[rb-general] SOURCE_PREFIX_MAP format specification proposals

Thu Jan 12 06:36:02 CET 2017

My opinion:

a) Avoid the characters 0x00 through 0x1F inclusive (note: this includes tab)

b) Avoid the character 0x7F (DEL)

This is to make things as portable as possible.  (Even through
screenshots, printouts, contexts that don't permit control characters
(like email subject lines), etc)

Some concrete suggestions:

1a) "key1:value1:key2:value2"

    def unparse(mapping):
        return ":".join(key + ":" + value
                        for key, value in mapping.items())

Easy to parse, using split().

Doesn't allow colons in directory names.

On windows this could use ";" instead of ":", as $PATH does.

1b) "key1:value1::key2:value2::key3:value3"

Basically the same as (1a).

2) Like (1a) but escape any backslash and colon in the keys and values
with a backslash; that is:

    def unparse(mapping):
        escape = lambda string: "".join(('\\'+char if char in '\\:' else char)
                                        for char in string)
        ret = "".join(escape(k) + ':' + escape(v)
                      for k,v in mapping.items())
        return ret

To parse: split on unescaped colons, then remove every escaping backslash:

    /* Forward declaration. */
    char *remove_backslashes(char *s);

    /* Parse the envvar into some kind of array of interleaved keys and values. */
    array_t parse_the_env_var() {
        array_t ret;

        /* Init. */
        char *const s = getenv("…");
        if (!s || !*s) return NULL;
        char *const END = &s[strlen(s)];
        assert(END > s);
        assert(*END == '\0');

        /* Convert syntactical colons to NULs. */
        for (char *p = s; p <= END; ) {
            switch (*p) {
                case '\\': p += 2; continue;
                case ':': *p = '\0'; p++; continue;
            }
        }

        /* Backslash-escape the segments in-place. */
        char *p = s;
        do {
            ret.append(remove_backslashes(p));
            while (*p) p++;
            /* On the last iteration, the following line will cause p to be
             * a one-past-the-end pointer — which is well-defined */
            ++p;
        } while (p <= END);

        return ret;
    }

    /* Like strcpy() but undo backslash-escaping as you go. */
    char *remove_backslashes(char *s) {
        char *dest = s, *src = s;
        while (*dest = *src) {
            if (*src == '\\') {
                *dest = *++src;
                if (!*dest) {
                    /* 
                     * If we get here, the next evaluation of the loop
                     * condition will dereference 'src' when it is
                     * one-past-the-end, which is undefined behaviour.
                     */
                    abort();
                }
            }
            dest++, src++;
        }
        return s;
    }

This format is fully general, printable non-whitespace ASCII only,
round-trips through everything including dead trees and screenshot, and
so on.  Yes, parsing this requires more code than just split(), which
means the consumers' code is a little longer; but in return the
producers' code is dead simple.  I think that'd be a good trade-off to
make.

(Not to mention that producers who don't have colons in their pathnames
don't need to worry about escaping them.)

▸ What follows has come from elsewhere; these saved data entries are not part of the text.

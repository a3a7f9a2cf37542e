//! release
//!
//! Publish the generated changelog as a tagged release.
//!
//! Tags are named after the local date, `release-<day>-<month>-<year>`
//! without zero padding, so one release per day is possible.

use chrono::{Datelike, NaiveDate};

use crate::forge::{CreateReleaseRequest, Forge, ForgeError};

/// Tag name for a release created on `date`.
///
/// # Example
///
/// ```
/// use chrono::NaiveDate;
/// use gen_aws_changelog::release::release_tag_for;
///
/// let date = NaiveDate::from_ymd_opt(2026, 3, 7).unwrap();
/// assert_eq!(release_tag_for(date), "release-7-3-2026");
/// ```
pub fn release_tag_for(date: NaiveDate) -> String {
    format!("release-{}-{}-{}", date.day(), date.month(), date.year())
}

/// Tag name for a release created today (local time).
pub fn release_tag_today() -> String {
    release_tag_for(chrono::Local::now().date_naive())
}

/// Create a release with the changelog as its notes.
///
/// Returns the forge's confirmation (the release URL), trimmed.
///
/// # Errors
///
/// Returns the `ForgeError` from the host; the caller decides how to report
/// it.
pub async fn publish(
    forge: &dyn Forge,
    tag: &str,
    title: &str,
    changelog: &str,
) -> Result<String, ForgeError> {
    let release = forge
        .create_release(CreateReleaseRequest {
            tag: tag.to_string(),
            title: title.to_string(),
            body: changelog.to_string(),
        })
        .await?;

    Ok(release.url.trim().to_string())
}
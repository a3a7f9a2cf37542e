//! pipeline::aws
//!
//! AWS CodePipeline implementation of [`PipelineService`].
//!
//! Credentials are resolved by the default AWS provider chain
//! (environment, profile, SSO, instance metadata). The region always comes
//! from the resolved run configuration.

use async_trait::async_trait;
use aws_sdk_codepipeline::error::{DisplayErrorContext, SdkError};
use aws_sdk_codepipeline::operation::get_pipeline_execution::GetPipelineExecutionError;
use aws_sdk_codepipeline::operation::get_pipeline_state::GetPipelineStateError;
use aws_sdk_codepipeline::Client;
use tracing::debug;

use super::traits::{
    ArtifactRevision, PipelineError, PipelineExecution, PipelineService, PipelineState,
    StageState,
};

/// CodePipeline client bound to one region.
pub struct CodePipelineService {
    client: Client,
    region: String,
}

impl std::fmt::Debug for CodePipelineService {
    fn fmt(&self, f: &mut std::fmt::Formatter<'_>) -> std::fmt::Result {
        f.debug_struct("CodePipelineService")
            .field("region", &self.region)
            .finish()
    }
}

impl CodePipelineService {
    /// Load the default AWS configuration for `region`.
    pub async fn new(region: impl Into<String>) -> Self {
        let region = region.into();
        let config = aws_config::defaults(aws_config::BehaviorVersion::latest())
            .region(aws_config::Region::new(region.clone()))
            .load()
            .await;

        Self {
            client: Client::new(&config),
            region,
        }
    }

    /// The region requests are sent to.
    pub fn region(&self) -> &str {
        &self.region
    }
}

#[async_trait]
impl PipelineService for CodePipelineService {
    fn name(&self) -> &'static str {
        "codepipeline"
    }

    async fn get_pipeline_state(&self, pipeline: &str) -> Result<PipelineState, PipelineError> {
        debug!(pipeline, region = %self.region, "GetPipelineState");

        let output = self
            .client
            .get_pipeline_state()
            .name(pipeline)
            .send()
            .await
            .map_err(|e| state_error(pipeline, e))?;

        let stages = output
            .stage_states()
            .iter()
            .map(|stage| StageState {
                name: stage.stage_name().unwrap_or_default().to_string(),
                latest_execution_id: stage
                    .latest_execution()
                    .map(|exec| exec.pipeline_execution_id().to_string())
                    .filter(|id| !id.is_empty()),
            })
            .collect();

        Ok(PipelineState { stages })
    }

    async fn get_pipeline_execution(
        &self,
        pipeline: &str,
        execution_id: &str,
    ) -> Result<PipelineExecution, PipelineError> {
        debug!(pipeline, execution_id, "GetPipelineExecution");

        let output = self
            .client
            .get_pipeline_execution()
            .pipeline_name(pipeline)
            .pipeline_execution_id(execution_id)
            .send()
            .await
            .map_err(|e| execution_error(pipeline, execution_id, e))?;

        let artifact_revisions = output
            .pipeline_execution()
            .map(|exec| {
                exec.artifact_revisions()
                    .iter()
                    .map(|rev| ArtifactRevision {
                        name: rev.name().map(String::from),
                        revision_id: rev.revision_id().map(String::from),
                        revision_summary: rev.revision_summary().map(String::from),
                        revision_url: rev.revision_url().map(String::from),
                    })
                    .collect()
            })
            .unwrap_or_default();

        Ok(PipelineExecution { artifact_revisions })
    }
}

fn state_error(pipeline: &str, err: SdkError<GetPipelineStateError>) -> PipelineError {
    let message = DisplayErrorContext(&err).to_string();
    match err.into_service_error() {
        GetPipelineStateError::PipelineNotFoundException(_) => {
            PipelineError::PipelineNotFound(pipeline.to_string())
        }
        _ => PipelineError::Service(message),
    }
}

fn execution_error(
    pipeline: &str,
    execution_id: &str,
    err: SdkError<GetPipelineExecutionError>,
) -> PipelineError {
    let message = DisplayErrorContext(&err).to_string();
    match err.into_service_error() {
        GetPipelineExecutionError::PipelineNotFoundException(_) => {
            PipelineError::PipelineNotFound(pipeline.to_string())
        }
        GetPipelineExecutionError::PipelineExecutionNotFoundException(_) => {
            PipelineError::ExecutionNotFound(execution_id.to_string())
        }
        _ => PipelineError::Service(message),
    }
}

Feel free to use some other character instead of colon, e.g., with
little change this would allow a list of "foo=bar;baz=qux;" with the
three characters «=» «;» «\» being backslash-escaped.

3) Counted-length strings

    def unparse(mapping):
        # "4:key1 6:value1 4:key2 6:value2"
        #
        # Assume strlen() is a function that returns the length *in
        # bytes* (as opposed to characters)
        escape = lambda string: (strlen(string)) + ":" + string)
        return " ".join(escape(key) + " " + escape(value)
                        for key,value in mapping.items())

Ximin Luo wrote on Wed, Jan 11, 2017 at 17:42:00 +0000:
> Warning: extreme bikeshedding ahead

In the interest of avoiding bikeshedding, I won't post to this thread
again unless I have something to say which I haven't already.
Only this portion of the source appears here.